**HOW TO COMPLETE THIS TASK:**
For the records below, give the number of lines where the string "TileHost" occurs. Include nothing else.
(TASK INPUT)
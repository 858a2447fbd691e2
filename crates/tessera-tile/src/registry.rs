//! Region registry: an ordered arena of tiles.
//!
//! Regions live in a contiguous `Vec` in insertion order; that order is the
//! tie-breaker everywhere the engine has to pick between equally good
//! candidates. Ids are handed out monotonically and never reused, so a stale
//! id held by a host simply stops resolving after the region is removed.

use serde::{Deserialize, Serialize};
use tessera_core::geometry::{Rect, Size};

/// Stable identifier for a region within one container.
#[derive(Debug, Clone, Copy, PartialEq, Eq, PartialOrd, Ord, Hash, Serialize, Deserialize)]
#[serde(transparent)]
pub struct RegionId(u64);

impl RegionId {
    /// Wrap a raw id. Zero is reserved and rejected.
    #[must_use]
    pub const fn new(raw: u64) -> Option<Self> {
        if raw == 0 { None } else { Some(Self(raw)) }
    }

    /// Raw numeric value.
    #[must_use]
    pub const fn get(self) -> u64 {
        self.0
    }
}

/// One tile: the host widget handle plus its geometry and size metadata.
#[derive(Debug, Clone, PartialEq, Eq)]
pub struct Region<W> {
    id: RegionId,
    widget: W,
    bounds: Rect,
    min_size: Option<Size>,
    max_size: Option<Size>,
    dirty: bool,
}

impl<W> Region<W> {
    #[must_use]
    pub const fn id(&self) -> RegionId {
        self.id
    }

    #[must_use]
    pub const fn widget(&self) -> &W {
        &self.widget
    }

    pub fn widget_mut(&mut self) -> &mut W {
        &mut self.widget
    }

    #[must_use]
    pub fn into_widget(self) -> W {
        self.widget
    }

    #[must_use]
    pub const fn bounds(&self) -> Rect {
        self.bounds
    }

    /// Explicit minimum, if one was set for this region.
    #[must_use]
    pub const fn min_size(&self) -> Option<Size> {
        self.min_size
    }

    /// Explicit maximum, if one was set for this region.
    #[must_use]
    pub const fn max_size(&self) -> Option<Size> {
        self.max_size
    }

    /// Whether the region changed since the host last drained dirty flags.
    #[must_use]
    pub const fn is_dirty(&self) -> bool {
        self.dirty
    }
}

/// Ordered store of regions.
#[derive(Debug, Clone, PartialEq, Eq)]
pub struct RegionRegistry<W> {
    regions: Vec<Region<W>>,
    next_id: u64,
}

impl<W> Default for RegionRegistry<W> {
    fn default() -> Self {
        Self {
            regions: Vec::new(),
            next_id: 1,
        }
    }
}

impl<W> RegionRegistry<W> {
    #[must_use]
    pub fn new() -> Self {
        Self::default()
    }

    #[must_use]
    pub fn len(&self) -> usize {
        self.regions.len()
    }

    #[must_use]
    pub fn is_empty(&self) -> bool {
        self.regions.is_empty()
    }

    /// Append a region. New regions start dirty so the host places them.
    pub fn insert(&mut self, widget: W, bounds: Rect) -> RegionId {
        let id = RegionId(self.next_id);
        self.next_id = self.next_id.saturating_add(1);
        self.regions.push(Region {
            id,
            widget,
            bounds,
            min_size: None,
            max_size: None,
            dirty: true,
        });
        id
    }

    /// Remove a region, preserving the order of the rest.
    pub fn remove(&mut self, id: RegionId) -> Option<Region<W>> {
        let index = self.index_of(id)?;
        Some(self.regions.remove(index))
    }

    /// Position of `id` in insertion order.
    #[must_use]
    pub fn index_of(&self, id: RegionId) -> Option<usize> {
        self.regions.iter().position(|region| region.id == id)
    }

    #[must_use]
    pub fn get(&self, id: RegionId) -> Option<&Region<W>> {
        self.regions.iter().find(|region| region.id == id)
    }

    pub fn get_mut(&mut self, id: RegionId) -> Option<&mut Region<W>> {
        self.regions.iter_mut().find(|region| region.id == id)
    }

    /// Region at an insertion-order index.
    #[must_use]
    pub fn at(&self, index: usize) -> Option<&Region<W>> {
        self.regions.get(index)
    }

    pub fn iter(&self) -> impl Iterator<Item = &Region<W>> + '_ {
        self.regions.iter()
    }

    /// Ids in insertion order.
    pub fn ids(&self) -> impl Iterator<Item = RegionId> + '_ {
        self.regions.iter().map(|region| region.id)
    }

    /// Current bounds of every region, in insertion order.
    #[must_use]
    pub fn bounds(&self) -> Vec<Rect> {
        self.regions.iter().map(|region| region.bounds).collect()
    }

    /// Set bounds by index, flagging the region dirty when they change.
    /// Returns whether anything changed.
    pub fn set_bounds_at(&mut self, index: usize, bounds: Rect) -> bool {
        let Some(region) = self.regions.get_mut(index) else {
            return false;
        };
        if region.bounds == bounds {
            return false;
        }
        region.bounds = bounds;
        region.dirty = true;
        true
    }

    pub fn set_min_size(&mut self, id: RegionId, min: Option<Size>) -> bool {
        match self.get_mut(id) {
            Some(region) => {
                region.min_size = min;
                true
            }
            None => false,
        }
    }

    pub fn set_max_size(&mut self, id: RegionId, max: Option<Size>) -> bool {
        match self.get_mut(id) {
            Some(region) => {
                region.max_size = max;
                true
            }
            None => false,
        }
    }

    /// Clear dirty flags, returning the ids that were dirty in insertion
    /// order.
    pub fn take_dirty(&mut self) -> Vec<RegionId> {
        self.regions
            .iter_mut()
            .filter(|region| region.dirty)
            .map(|region| {
                region.dirty = false;
                region.id
            })
            .collect()
    }
}
//! The host side of a tile container.
//!
//! The container never reaches into a widget toolkit. Everything it needs
//! from the outside world (bounds pushes, cursor changes, change
//! notifications, preferred minimum sizes) goes through [`TileHost`].

use serde::{Deserialize, Serialize};
use tessera_core::cursor::CursorKind;
use tessera_core::geometry::{Rect, Size};

use crate::registry::RegionId;

/// Why the container is notifying the host.
#[derive(Debug, Clone, Copy, PartialEq, Eq, Hash, Serialize, Deserialize)]
#[serde(rename_all = "snake_case")]
pub enum CallbackReason {
    /// A live drag preview moved some edges.
    Dragged,
    /// A drag was committed.
    Changed,
}

/// Callbacks a host implements to embed a tile container.
///
/// Every method has a no-op default so hosts only implement what they use.
pub trait TileHost<W> {
    /// Push new bounds for a region's widget.
    fn set_bounds(&mut self, region: RegionId, widget: &W, bounds: Rect) {
        let _ = (region, widget, bounds);
    }

    /// Preferred minimum size of a widget, consulted by
    /// [`Tile::sync_min_sizes`](crate::Tile::sync_min_sizes).
    fn min_size(&self, widget: &W) -> Option<Size> {
        let _ = widget;
        None
    }

    /// Change the pointer cursor. Only called when the shape changes.
    fn set_cursor(&mut self, cursor: CursorKind) {
        let _ = cursor;
    }

    fn invoke_callback(&mut self, reason: CallbackReason) {
        let _ = reason;
    }
}

/// Host that ignores everything.
#[derive(Debug, Clone, Copy, Default)]
pub struct NullHost;

impl<W> TileHost<W> for NullHost {}

/// One call observed by a [`RecordingHost`].
#[derive(Debug, Clone, PartialEq, Eq, Serialize, Deserialize)]
#[serde(tag = "call", rename_all = "snake_case")]
pub enum HostCall {
    SetBounds { region: RegionId, bounds: Rect },
    SetCursor { cursor: CursorKind },
    Callback { reason: CallbackReason },
}

/// Host that logs every call, for tests and replay tooling.
#[derive(Debug, Clone, PartialEq, Eq)]
pub struct RecordingHost<W> {
    pub calls: Vec<HostCall>,
    /// Minimum sizes reported by [`TileHost::min_size`], keyed by widget.
    pub min_sizes: Vec<(W, Size)>,
}

impl<W> Default for RecordingHost<W> {
    fn default() -> Self {
        Self {
            calls: Vec::new(),
            min_sizes: Vec::new(),
        }
    }
}

impl<W> RecordingHost<W> {
    #[must_use]
    pub fn new() -> Self {
        Self::default()
    }

    /// Builder: report `size` as the preferred minimum of `widget`.
    #[must_use]
    pub fn with_min_size(mut self, widget: W, size: Size) -> Self {
        self.min_sizes.push((widget, size));
        self
    }

    /// Drain recorded calls.
    pub fn take(&mut self) -> Vec<HostCall> {
        std::mem::take(&mut self.calls)
    }

    pub fn callbacks(&self) -> impl Iterator<Item = CallbackReason> + '_ {
        self.calls.iter().filter_map(|call| match call {
            HostCall::Callback { reason } => Some(*reason),
            _ => None,
        })
    }

    pub fn cursors(&self) -> impl Iterator<Item = CursorKind> + '_ {
        self.calls.iter().filter_map(|call| match call {
            HostCall::SetCursor { cursor } => Some(*cursor),
            _ => None,
        })
    }

    /// Last bounds pushed for `region`.
    #[must_use]
    pub fn last_bounds(&self, region: RegionId) -> Option<Rect> {
        self.calls.iter().rev().find_map(|call| match call {
            HostCall::SetBounds { region: id, bounds } if *id == region => Some(*bounds),
            _ => None,
        })
    }
}

impl<W: PartialEq> TileHost<W> for RecordingHost<W> {
    fn set_bounds(&mut self, region: RegionId, _widget: &W, bounds: Rect) {
        self.calls.push(HostCall::SetBounds { region, bounds });
    }

    fn min_size(&self, widget: &W) -> Option<Size> {
        self.min_sizes
            .iter()
            .find(|(candidate, _)| candidate == widget)
            .map(|(_, size)| *size)
    }

    fn set_cursor(&mut self, cursor: CursorKind) {
        self.calls.push(HostCall::SetCursor { cursor });
    }

    fn invoke_callback(&mut self, reason: CallbackReason) {
        self.calls.push(HostCall::Callback { reason });
    }
}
(End TASK INPUT)
**ANSWER TO THE EXERCISE:**
5